Car & motorbike
The relative affordability of vehicle hire makes the latter a popular option. Having your own set of wheels gives you maximum flexibility to visit remote regions and stop when and where you please.
The major considerations are safety, the mechanical condition of the vehicle, reliability of the rental agency and your budget. Don’t think about driving a car yourself in Vietnam (a motorbike is challenging enough) and moreover, hire charges for the car include a driver.
Motorbikes can be rented from cafés, hotels, motorbike shops and travel agencies. If you don’t fancy self-drive, there are plenty of local drivers willing to act as a chauffeur and guide for around US$6 to US$10 per day.
Renting a 100cc moped is cheap from around US$5 per day, usually with unlimited mileage. To tackle the mountains of the north, it is best to go with a Minsk. The ‘mule of the mountains’, these sturdy Russian steeds don’t look up to much, but they are designed to get you through, or over, anything. They are available for rent from specialist shops in Hanoi. For the ultimate experience in mountains of the north, consider joining a motorbike tour to discover the secret backroads.
Most places will ask to keep your passport until you return the bike. Try and sign some sort of agreement – preferably in a language you understand – clearly stating what you are renting, how much it costs, the extent of compensation and so on.

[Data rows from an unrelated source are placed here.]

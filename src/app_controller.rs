use anyhow::Result;
use indicatif::{ProgressBar, ProgressStyle};
use log::{debug, error, info, warn};
use std::fmt;
use std::io;
use std::path::{Path, PathBuf};
use std::time::{Duration, Instant};

use crate::app_config::Config;
use crate::deck::Presentation;
use crate::errors::{AppError, PersistenceError};
use crate::file_utils::FileManager;
use crate::slides::{locate_text_units, Reinserter};
use crate::translation::{BatchTranslator, TranslationService};

// @module: Application controller for slide deck translation

/// Where one document's pass currently stands
#[derive(Debug, Clone, Copy, PartialEq, Eq)]
pub enum PassState {
    Idle,
    Located,
    Translated,
    Reinserted,
    Persisted,
    Failed,
}

impl fmt::Display for PassState {
    fn fmt(&self, f: &mut fmt::Formatter<'_>) -> fmt::Result {
        let name = match self {
            Self::Idle => "idle",
            Self::Located => "located",
            Self::Translated => "translated",
            Self::Reinserted => "reinserted",
            Self::Persisted => "persisted",
            Self::Failed => "failed",
        };
        f.write_str(name)
    }
}

/// Terminal result of one document's pass
#[derive(Debug, Clone, PartialEq, Eq)]
pub enum DocumentOutcome {
    /// Translated copy written to this path
    Persisted(PathBuf),
    /// Nothing to translate; no output written
    Skipped,
    /// The pass failed; the reason is already logged
    Failed(String),
}

/// Outcomes of a folder run, in processing order
#[derive(Debug, Clone, Default, PartialEq, Eq)]
pub struct RunSummary {
    pub outcomes: Vec<(PathBuf, DocumentOutcome)>,
}

impl RunSummary {
    pub fn persisted_count(&self) -> usize {
        self.count(|outcome| matches!(outcome, DocumentOutcome::Persisted(_)))
    }

    pub fn skipped_count(&self) -> usize {
        self.count(|outcome| matches!(outcome, DocumentOutcome::Skipped))
    }

    pub fn failed_count(&self) -> usize {
        self.count(|outcome| matches!(outcome, DocumentOutcome::Failed(_)))
    }

    pub fn is_empty(&self) -> bool {
        self.outcomes.is_empty()
    }

    fn count(&self, predicate: impl Fn(&DocumentOutcome) -> bool) -> usize {
        self.outcomes.iter().filter(|(_, outcome)| predicate(outcome)).count()
    }
}

/// Main application controller for slide deck translation
pub struct Controller {
    // @field: App configuration
    config: Config,
    // @field: Batched translation client
    translator: BatchTranslator,
    // @field: Writes translations back into decks
    reinserter: Reinserter,
    // @field: Render progress bars
    show_progress: bool,
}

impl Controller {
    // @method: Create a new controller with the given configuration
    pub fn with_config(config: Config) -> Result<Self> {
        let service = TranslationService::from_config(&config.translation)?;
        Ok(Self::with_service(config, service))
    }

    /// Create a controller around an already built translation service
    pub fn with_service(config: Config, service: TranslationService) -> Self {
        let translator = BatchTranslator::from_config(service, &config.translation.common);
        let reinserter = Reinserter::new(config.document.target_font.clone());
        Self {
            config,
            translator,
            reinserter,
            show_progress: true,
        }
    }

    /// Disable progress bars (tests, non-interactive runs)
    pub fn without_progress(mut self) -> Self {
        self.show_progress = false;
        self
    }

    pub fn config(&self) -> &Config {
        &self.config
    }

    /// Check the provider once before a run; failure is only a warning
    pub async fn check_provider(&self) -> bool {
        match self.translator.service().test_connection().await {
            Ok(()) => true,
            Err(e) => {
                warn!("Provider connection test failed: {}", e);
                false
            }
        }
    }

    /// Translate every document in the configured input directory.
    ///
    /// A failed document never stops the run.
    pub async fn run_folder(&self) -> RunSummary {
        let start_time = Instant::now();
        let input_dir = PathBuf::from(&self.config.document.input_dir);
        let mut summary = RunSummary::default();

        if !FileManager::dir_exists(&input_dir) {
            warn!("Input directory does not exist: {:?}", input_dir);
            return summary;
        }
        let files = match FileManager::find_files(&input_dir, &self.config.document.input_extension) {
            Ok(files) => files,
            Err(e) => {
                warn!("Cannot list input directory {:?}: {:#}", input_dir, e);
                return summary;
            }
        };
        if files.is_empty() {
            warn!(
                "No .{} files found in {:?}",
                self.config.document.input_extension, input_dir
            );
            return summary;
        }

        info!("Found {} documents to translate", files.len());
        for file in files {
            let outcome = self.process_document(&file).await;
            summary.outcomes.push((file, outcome));
        }

        info!(
            "Run finished in {}: {} translated, {} skipped, {} failed",
            Self::format_duration(start_time.elapsed()),
            summary.persisted_count(),
            summary.skipped_count(),
            summary.failed_count()
        );
        summary
    }

    /// Run one document through locate, translate, reinsert and persist
    pub async fn process_document(&self, input_file: &Path) -> DocumentOutcome {
        self.process_document_with_writer(input_file, FileManager::write_bytes).await
    }

    /// [`Controller::process_document`] with a custom output writer
    pub async fn process_document_with_writer<W>(&self, input_file: &Path, writer: W) -> DocumentOutcome
    where
        W: FnMut(&Path, &[u8]) -> io::Result<()>,
    {
        let start_time = Instant::now();
        info!("Processing {:?}", input_file);
        let mut state = PassState::Idle;

        let outcome = match self.run_pass(input_file, &mut state, writer).await {
            Ok(Some(path)) => DocumentOutcome::Persisted(path),
            Ok(None) => DocumentOutcome::Skipped,
            Err(e) => {
                let failed_in = state;
                Self::advance(&mut state, PassState::Failed, input_file);
                error!("Failed to translate {:?} after state '{}': {}", input_file, failed_in, e);
                DocumentOutcome::Failed(e.to_string())
            }
        };

        info!(
            "Finished {:?} in {}",
            input_file,
            Self::format_duration(start_time.elapsed())
        );
        outcome
    }

    async fn run_pass<W>(
        &self,
        input_file: &Path,
        state: &mut PassState,
        writer: W,
    ) -> Result<Option<PathBuf>, AppError>
    where
        W: FnMut(&Path, &[u8]) -> io::Result<()>,
    {
        let mut presentation = Presentation::open(input_file).map_err(|source| AppError::DocumentRead {
            path: input_file.to_path_buf(),
            source,
        })?;

        let located = locate_text_units(&presentation);
        Self::advance(state, PassState::Located, input_file);
        if located.is_empty() {
            info!("No translatable text in {:?}, skipping", input_file);
            return Ok(None);
        }
        info!("Located {} text units", located.len());

        let translations = self.translate_with_progress(&located.contents).await?;
        Self::advance(state, PassState::Translated, input_file);

        let report = self
            .reinserter
            .apply_translations(&mut presentation, &located.locations, &translations)?;
        if !report.bullet_failures.is_empty() {
            warn!(
                "{} paragraphs lost their bullet in {:?}",
                report.bullet_failures.len(),
                input_file
            );
        }
        Self::advance(state, PassState::Reinserted, input_file);

        let bytes = presentation.to_bytes().map_err(PersistenceError::Serialize)?;
        let output_dir = PathBuf::from(&self.config.document.output_dir);
        let path = FileManager::save_with_unique_name(
            &bytes,
            input_file,
            &output_dir,
            &self.config.document.output_suffix,
            writer,
        )?;
        Self::advance(state, PassState::Persisted, input_file);
        Ok(Some(path))
    }

    async fn translate_with_progress(&self, texts: &[String]) -> Result<Vec<String>, AppError> {
        let progress_bar = if self.show_progress {
            let bar = ProgressBar::new(0);
            let style = ProgressStyle::default_bar()
                .template("{spinner:.green} [{elapsed_precise}] [{bar:40.cyan/blue}] {pos}/{len} batches ({percent}%) {msg}")
                .or_else(|_| ProgressStyle::default_bar().template("{spinner} [{elapsed_precise}] [{bar:40}] {pos}/{len} ({percent}%) {msg}"))
                .unwrap_or_else(|_| ProgressStyle::default_bar());
            bar.set_style(style.progress_chars("█▓▒░"));
            bar
        } else {
            ProgressBar::hidden()
        };
        progress_bar.set_message(format!(
            "{} - {}",
            self.translator.service().provider_name(),
            self.translator.service().model()
        ));

        let result = self
            .translator
            .translate_all(texts, |done, total| {
                progress_bar.set_length(total as u64);
                progress_bar.set_position(done as u64);
            })
            .await;
        progress_bar.finish_and_clear();
        Ok(result?)
    }

    fn advance(state: &mut PassState, next: PassState, input_file: &Path) {
        debug!("{:?}: {} -> {}", input_file, state, next);
        *state = next;
    }

    fn format_duration(duration: Duration) -> String {
        let total_seconds = duration.as_secs();
        let hours = total_seconds / 3600;
        let minutes = (total_seconds % 3600) / 60;
        let seconds = total_seconds % 60;

        if hours > 0 {
            format!("{}h {}m {}s", hours, minutes, seconds)
        } else if minutes > 0 {
            format!("{}m {}s", minutes, seconds)
        } else {
            format!("{}.{:03}s", seconds, duration.subsec_millis())
        }
    }
}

If you are travelling in a tourist vehicle with a driver, then it is almost guaranteed to be insured. When it comes to motorbikes, many rental bikes are not insured and you will have to sign a contract agreeing to a valuation for the bike if it is stolen. Make sure you have a strong lock and always leave it in guarded parking where available.
Do not even consider renting a motorbike if you are daft enough to be travelling in Vietnam without insurance. The cost of treating serious injuries can be bankrupting for budget travellers.